One thing I have thought of with ideas and inputs from Joshua Yanowski
offline is that we can probably have a maxheap which is on the logical
clock age of buffers. Each time clocksweep sees a buffer whose refcount has
become zero, it will push the buffer into minheap. This can be a new
representation of freelist or a new additional data structure.

This still does not solve the problem of seeing the entire list by the
clocksweep, even if that makes the eviction process O(1) with the addition
of the maxheap.

I am working on a PoC patch but am stuck on this point. My current approach
sees the entire shared buffers list to search for any candidate buffers.
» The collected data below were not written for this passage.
//! Axum handlers for the DataOps and DataParticipant surfaces.
//!
//! DataOps answers read queries from the coordinator with OK/FAIL
//! responses; DataParticipant is the two-phase-commit surface. Neither
//! ever propagates an internal error to the caller.

use crate::participant::Participant;
use crate::store::Store;
use axum::extract::State;
use axum::Json;
use parley_types::api::{
    CanCommitRequest, ChatroomExistsRequest, DoAbortRequest, DoCommitRequest, UserExistsRequest,
    VerifyOwnershipRequest, VerifyUserRequest,
};
use parley_types::{Ack, Response};
use std::sync::Arc;

#[derive(Clone)]
pub struct AppState {
    pub store: Arc<Store>,
    pub participant: Arc<Participant>,
}

pub async fn healthz() -> &'static str {
    "ok"
}

// --- DataOps ---------------------------------------------------------------

pub async fn verify_user(
    State(state): State<AppState>,
    Json(req): Json<VerifyUserRequest>,
) -> Json<Response> {
    if state.store.verify_user(&req.username, &req.password) {
        Json(Response::ok("verified"))
    } else {
        Json(Response::fail("invalid credentials"))
    }
}

pub async fn user_exists(
    State(state): State<AppState>,
    Json(req): Json<UserExistsRequest>,
) -> Json<Response> {
    if state.store.user_exists(&req.username) {
        Json(Response::ok("user exists"))
    } else {
        Json(Response::fail("no such user"))
    }
}

pub async fn chatroom_exists(
    State(state): State<AppState>,
    Json(req): Json<ChatroomExistsRequest>,
) -> Json<Response> {
    if state.store.chatroom_exists(&req.chatroom) {
        Json(Response::ok("chatroom exists"))
    } else {
        Json(Response::fail("no such chatroom"))
    }
}

pub async fn verify_owner(
    State(state): State<AppState>,
    Json(req): Json<VerifyOwnershipRequest>,
) -> Json<Response> {
    if state.store.verify_owner(&req.chatroom, &req.username) {
        Json(Response::ok("owner verified"))
    } else {
        Json(Response::fail("not the owner"))
    }
}

// --- DataParticipant -------------------------------------------------------

pub async fn can_commit(
    State(state): State<AppState>,
    Json(req): Json<CanCommitRequest>,
) -> Json<Ack> {
    Json(Arc::clone(&state.participant).can_commit(req.transaction, req.participant_id))
}

pub async fn do_commit(
    State(state): State<AppState>,
    Json(req): Json<DoCommitRequest>,
) -> Json<Response> {
    state
        .participant
        .do_commit(&req.transaction, req.participant_id)
        .await;
    Json(Response::ok("committed"))
}

pub async fn do_abort(
    State(state): State<AppState>,
    Json(req): Json<DoAbortRequest>,
) -> Json<Response> {
    state.participant.do_abort(&req.transaction);
    Json(Response::ok("aborted"))
}
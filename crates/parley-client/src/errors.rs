use thiserror::Error;

#[derive(Debug, Error)]
pub enum ClientError {
    #[error("coordinator call failed: {0}")]
    Rpc(#[from] reqwest::Error),

    #[error("stream i/o failed: {0}")]
    Io(#[from] std::io::Error),

    #[error("chat node rejected the subscription handshake")]
    HandshakeRejected,

    #[error("stream closed during the subscription handshake")]
    HandshakeEof,
}
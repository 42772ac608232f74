//! Rosters of live nodes.
//!
//! The coordinator holds three ordered rosters under independent locks:
//! `chat_nodes`, `data_ops`, and `data_participants`. The last two refer to
//! the same physical data nodes through two different surfaces; their
//! entries share the node's id. Rosters store addresses, never live
//! connections; thin RPC stubs are constructed per call.

use std::fmt;
use tokio::sync::{Mutex, MutexGuard};
use uuid::Uuid;

#[derive(Debug, Clone, PartialEq, Eq)]
pub struct NodeEntry {
    pub id: Uuid,
    pub host: String,
    pub port: u16,
}

impl NodeEntry {
    pub fn new(id: Uuid, host: impl Into<String>, port: u16) -> Self {
        Self {
            id,
            host: host.into(),
            port,
        }
    }

    pub fn base_url(&self) -> String {
        format!("http://{}:{}", self.host, self.port)
    }
}

impl fmt::Display for NodeEntry {
    fn fmt(&self, f: &mut fmt::Formatter<'_>) -> fmt::Result {
        write!(f, "{}:{}", self.host, self.port)
    }
}

/// One ordered node sequence guarded by its own async mutex. Iteration
/// order is registration order; placement tie-breaks and login fall back
/// on it.
pub struct Roster {
    name: &'static str,
    entries: Mutex<Vec<NodeEntry>>,
}

impl Roster {
    pub fn new(name: &'static str) -> Self {
        Self {
            name,
            entries: Mutex::new(Vec::new()),
        }
    }

    pub fn name(&self) -> &'static str {
        self.name
    }

    pub async fn push(&self, entry: NodeEntry) {
        self.entries.lock().await.push(entry);
    }

    /// Copy of the current entries; fan-outs operate on the snapshot so the
    /// roster lock is never held across remote calls.
    pub async fn snapshot(&self) -> Vec<NodeEntry> {
        self.entries.lock().await.clone()
    }

    /// Direct access for operations that must exclude concurrent roster
    /// mutation for their whole duration (placement, sweep).
    pub async fn lock(&self) -> MutexGuard<'_, Vec<NodeEntry>> {
        self.entries.lock().await
    }
}

/// The coordinator's three rosters.
pub struct Rosters {
    pub chat_nodes: Roster,
    pub data_ops: Roster,
    pub data_participants: Roster,
}

impl Rosters {
    pub fn new() -> Self {
        Self {
            chat_nodes: Roster::new("chat_nodes"),
            data_ops: Roster::new("data_ops"),
            data_participants: Roster::new("data_participants"),
        }
    }
}

impl Default for Rosters {
    fn default() -> Self {
        Self::new()
    }
}

#[cfg(test)]
mod tests {
    use super::*;

    #[tokio::test]
    async fn snapshot_preserves_registration_order() {
        let roster = Roster::new("test");
        let a = NodeEntry::new(Uuid::new_v4(), "hostA", 1);
        let b = NodeEntry::new(Uuid::new_v4(), "hostB", 2);
        roster.push(a.clone()).await;
        roster.push(b.clone()).await;
        assert_eq!(roster.snapshot().await, vec![a, b]);
    }
}
// libs/scheduling-cell/src/interval.rs
use chrono::{NaiveTime, Timelike};

/// Half-open occupied minute range `[start, end)` within one clinic day.
///
/// Every occupancy decision in this cell (availability, conflicts, calendar
/// layout) goes through this one type so that multi-slot appointments block
/// every grid slot they cover, never just the one they start on.
#[derive(Debug, Clone, Copy, PartialEq, Eq)]
pub struct MinuteInterval {
    pub start: i64,
    pub end: i64,
}

impl MinuteInterval {
    pub fn new(start: i64, end: i64) -> Self {
        Self { start, end }
    }

    pub fn starting_at(time: NaiveTime, duration_minutes: i64) -> Self {
        let start = minutes_since_midnight(time);
        Self {
            start,
            end: start + duration_minutes.max(0),
        }
    }

    /// Strict half-open overlap: back-to-back intervals (one ending exactly
    /// when the other begins) do not overlap.
    pub fn overlaps(&self, other: &MinuteInterval) -> bool {
        self.start < other.end && other.start < self.end
    }

    pub fn contains_minute(&self, minute: i64) -> bool {
        minute >= self.start && minute < self.end
    }
}

pub fn minutes_since_midnight(time: NaiveTime) -> i64 {
    i64::from(time.hour()) * 60 + i64::from(time.minute())
}
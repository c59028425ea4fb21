pub mod portal;
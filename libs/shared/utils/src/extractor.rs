use std::sync::Arc;

use axum::{
    body::Body,
    extract::State,
    http::Request,
    middleware::Next,
    response::Response,
};

use shared_config::AppConfig;
use shared_models::auth::User;
use shared_models::error::AppError;

use crate::jwt::validate_token;

/// Middleware that validates the bearer token and injects the portal `User`
/// into request extensions.
pub async fn auth_middleware(
    State(config): State<Arc<AppConfig>>,
    mut request: Request<Body>,
    next: Next,
) -> Result<Response, AppError> {
    let auth_header = request
        .headers()
        .get("Authorization")
        .ok_or_else(|| AppError::Auth("Missing authorization header".to_string()))?;

    let auth_value = auth_header
        .to_str()
        .map_err(|_| AppError::Auth("Invalid authorization header format".to_string()))?;

    if !auth_value.starts_with("Bearer ") {
        return Err(AppError::Auth("Invalid authorization header format".to_string()));
    }

    let token = &auth_value[7..];

    let user = validate_token(token, &config.portal_jwt_secret)
        .map_err(AppError::Auth)?;

    request.extensions_mut().insert(user);

    Ok(next.run(request).await)
}
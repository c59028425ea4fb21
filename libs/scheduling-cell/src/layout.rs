// libs/scheduling-cell/src/layout.rs
use serde::Serialize;
use uuid::Uuid;

use crate::interval::MinuteInterval;
use crate::models::Appointment;

/// Rendering assignment for one appointment block: `column` within its
/// overlap cluster and the cluster-wide `sibling_count` that fixes the
/// fractional width (`100% / sibling_count`) and left offset
/// (`column / sibling_count * 100%`).
#[derive(Debug, Clone, Serialize, PartialEq, Eq)]
pub struct Placement {
    pub id: Uuid,
    pub column: usize,
    pub sibling_count: usize,
    pub start_minute: i64,
    pub end_minute: i64,
}

/// Greedy interval-graph coloring over one day's appointments.
///
/// Appointments are placed in start order (ties broken by longer duration
/// first, which stabilizes the layout); each goes into the leftmost column
/// whose occupants it does not overlap. Overlap clusters (connected
/// components of the overlap relation) share a single sibling count so the
/// calendar renders a tidy uniform grid per cluster.
///
/// O(n * columns); a clinic day holds tens of appointments, not thousands.
pub fn layout_day(appointments: &[Appointment]) -> Vec<Placement> {
    let mut items: Vec<(Uuid, MinuteInterval)> = appointments
        .iter()
        .map(|a| (a.id, a.interval()))
        .collect();
    items.sort_by(|(_, a), (_, b)| a.start.cmp(&b.start).then(b.end.cmp(&a.end)));

    // First-fit column per item, scanning existing columns left to right.
    let mut columns: Vec<Vec<MinuteInterval>> = Vec::new();
    let mut assigned: Vec<usize> = Vec::with_capacity(items.len());

    for (_, interval) in &items {
        let slot = columns
            .iter()
            .position(|occupants| occupants.iter().all(|o| !o.overlaps(interval)));
        match slot {
            Some(col) => {
                columns[col].push(*interval);
                assigned.push(col);
            }
            None => {
                columns.push(vec![*interval]);
                assigned.push(columns.len() - 1);
            }
        }
    }

    // In start order, a cluster ends exactly when the next start reaches the
    // running maximum end, so connected components are contiguous runs.
    let mut placements = Vec::with_capacity(items.len());
    let mut cluster_start = 0;
    while cluster_start < items.len() {
        let mut cluster_end = cluster_start + 1;
        let mut max_end = items[cluster_start].1.end;
        while cluster_end < items.len() && items[cluster_end].1.start < max_end {
            max_end = max_end.max(items[cluster_end].1.end);
            cluster_end += 1;
        }

        let sibling_count = assigned[cluster_start..cluster_end]
            .iter()
            .max()
            .map(|max_col| max_col + 1)
            .unwrap_or(1);

        for index in cluster_start..cluster_end {
            let (id, interval) = items[index];
            placements.push(Placement {
                id,
                column: assigned[index],
                sibling_count,
                start_minute: interval.start,
                end_minute: interval.end,
            });
        }

        cluster_start = cluster_end;
    }

    placements
}
// libs/scheduling-cell/src/lifecycle.rs
use chrono::NaiveDate;
use thiserror::Error;
use tracing::{debug, warn};

use crate::models::{Appointment, AppointmentStatus, PaymentStatus};

#[derive(Debug, Clone, Error, PartialEq, Eq)]
pub enum LifecycleError {
    #[error("Appointment status cannot change from {from} to {to}")]
    InvalidTransition {
        from: AppointmentStatus,
        to: AppointmentStatus,
    },

    #[error("Only pending appointments can be deleted")]
    NotDeletable,
}

/// Legal status transitions and their coupling to payment state.
///
/// The external store does not enforce any of this; the core is the contract.
pub struct AppointmentLifecycle;

impl AppointmentLifecycle {
    pub fn new() -> Self {
        Self
    }

    /// Valid next statuses for a given current status. Terminal states return
    /// an empty list.
    pub fn valid_transitions(&self, current: AppointmentStatus) -> Vec<AppointmentStatus> {
        use AppointmentStatus::*;
        match current {
            Pending => vec![Confirmed, Scheduled, ToPay, Cancelled],
            Tentative => vec![Confirmed, Cancelled],
            ToPay => vec![Confirmed, Scheduled, Cancelled],
            // Tentative here is the patient-initiated cancellation request on
            // a live booking, recorded alongside `cancellation_requested`.
            Scheduled => vec![Confirmed, Completed, Cancelled, Tentative],
            Confirmed => vec![Completed, Cancelled, Tentative],
            Completed | Cancelled => vec![],
        }
    }

    /// A self-transition on a non-terminal state is a no-op, not an error.
    pub fn validate_transition(
        &self,
        current: AppointmentStatus,
        next: AppointmentStatus,
    ) -> Result<(), LifecycleError> {
        debug!("Validating status transition {} -> {}", current, next);

        if current == next && !Self::is_terminal(current) {
            return Ok(());
        }

        if !self.valid_transitions(current).contains(&next) {
            warn!("Invalid status transition attempted: {} -> {}", current, next);
            return Err(LifecycleError::InvalidTransition {
                from: current,
                to: next,
            });
        }

        Ok(())
    }

    pub fn is_terminal(status: AppointmentStatus) -> bool {
        matches!(
            status,
            AppointmentStatus::Completed | AppointmentStatus::Cancelled
        )
    }

    /// Initial status of a fresh booking: patient-originated requests await
    /// staff approval, staff-created bookings are pre-approved.
    pub fn initial_status(staff_created: bool) -> AppointmentStatus {
        if staff_created {
            AppointmentStatus::Scheduled
        } else {
            AppointmentStatus::Pending
        }
    }

    /// Hard deletion is only legal while the request is still pending.
    pub fn validate_delete(&self, status: AppointmentStatus) -> Result<(), LifecycleError> {
        if status == AppointmentStatus::Pending {
            Ok(())
        } else {
            Err(LifecycleError::NotDeletable)
        }
    }

    /// Computed display status: past scheduled/confirmed appointments read as
    /// completed without the transition ever being persisted.
    pub fn effective_status(appointment: &Appointment, today: NaiveDate) -> AppointmentStatus {
        match appointment.status {
            AppointmentStatus::Scheduled | AppointmentStatus::Confirmed
                if appointment.date < today =>
            {
                AppointmentStatus::Completed
            }
            status => status,
        }
    }

    /// Whether the appointment belongs in the staff "Requests" inbox.
    pub fn needs_staff_attention(status: AppointmentStatus) -> bool {
        matches!(
            status,
            AppointmentStatus::Pending | AppointmentStatus::Tentative | AppointmentStatus::ToPay
        )
    }

    /// Payment-affordance label shown next to an inbox item.
    pub fn attention_label(
        status: AppointmentStatus,
        payment: PaymentStatus,
    ) -> Option<&'static str> {
        match (status, payment) {
            (AppointmentStatus::ToPay, _) => Some("Awaiting payment"),
            (AppointmentStatus::Tentative, PaymentStatus::HalfPaid) => {
                Some("Partially paid - needs approval")
            }
            (AppointmentStatus::Tentative, _) => Some("Needs review"),
            (AppointmentStatus::Pending, PaymentStatus::Unpaid) => Some("New request - unpaid"),
            (AppointmentStatus::Pending, _) => Some("New request"),
            _ => None,
        }
    }

    /// Patient asks to cancel a live booking: the request is flagged
    /// explicitly and the status parks on tentative for staff review.
    pub fn request_cancellation(
        &self,
        appointment: &mut Appointment,
    ) -> Result<(), LifecycleError> {
        self.validate_transition(appointment.status, AppointmentStatus::Tentative)?;
        appointment.status = AppointmentStatus::Tentative;
        appointment.cancellation_requested = true;

        let marker = "[cancellation requested by patient]";
        appointment.notes = Some(match appointment.notes.take() {
            Some(existing) if !existing.is_empty() => format!("{existing}\n{marker}"),
            _ => marker.to_string(),
        });

        Ok(())
    }
}

impl Default for AppointmentLifecycle {
    fn default() -> Self {
        Self::new()
    }
}
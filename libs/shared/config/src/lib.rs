use std::env;
use tracing::warn;

#[derive(Debug, Clone)]
pub struct AppConfig {
    pub portal_db_url: String,
    pub portal_db_api_key: String,
    pub portal_jwt_secret: String,
}

impl AppConfig {
    pub fn from_env() -> Self {
        let config = Self {
            portal_db_url: env::var("PORTAL_DB_URL")
                .unwrap_or_else(|_| {
                    warn!("PORTAL_DB_URL not set, using empty value");
                    String::new()
                }),
            portal_db_api_key: env::var("PORTAL_DB_API_KEY")
                .unwrap_or_else(|_| {
                    warn!("PORTAL_DB_API_KEY not set, using empty value");
                    String::new()
                }),
            portal_jwt_secret: env::var("PORTAL_JWT_SECRET")
                .unwrap_or_else(|_| {
                    warn!("PORTAL_JWT_SECRET not set, using empty value");
                    String::new()
                }),
        };

        if !config.is_configured() {
            warn!("Application not fully configured - missing environment variables");
        }

        config
    }

    pub fn is_configured(&self) -> bool {
        !self.portal_db_url.is_empty()
            && !self.portal_db_api_key.is_empty()
            && !self.portal_jwt_secret.is_empty()
    }
}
Another thing that is a pain point here is the concurrency and locking
overheads of introducing a new data structure. Can the existing buffer
header spinlock handle this problem or is it hitting the granularity of the
spinlock too much?

I see some blockers for this idea still. Nevertheless, the point of
clocksweep counts as logical clocks seems to be promising,atleast
intuitively.

Thoughts and comments?

Regards,

Atri


-- 
Regards,

Atri
*l'apprenant*


Re: [HACKERS] Clock sweep not caching enough B-Tree leaf pages?

2014-04-18 Thread Atri Sharma
Yes, we obviously want a virtual clock. Focusing on the use of gettimeofday
> seems silly to me: it was something quick for the prototype.
>
> The problem with the clocksweeps is they don’t actually track the
> progression of “time” within the PostgreSQL system.
>
> What’s wrong with using a transaction number or some similar sequence? It
> would accurately track “age” in the sense we care about: how long ago in
> “units of real work being done by the DB” something was added.
>
>
>
Well, AIUI, we only need the 'relative' age of buffers in relation to the
youngest buffer present. So, the guy who has seen the maximum amount of
clocksweeps is the guy who has been around the most.

I do not see a need for an accurate estimate of the time spent in the
buffer for any purpose right now. It may be useful in the future though.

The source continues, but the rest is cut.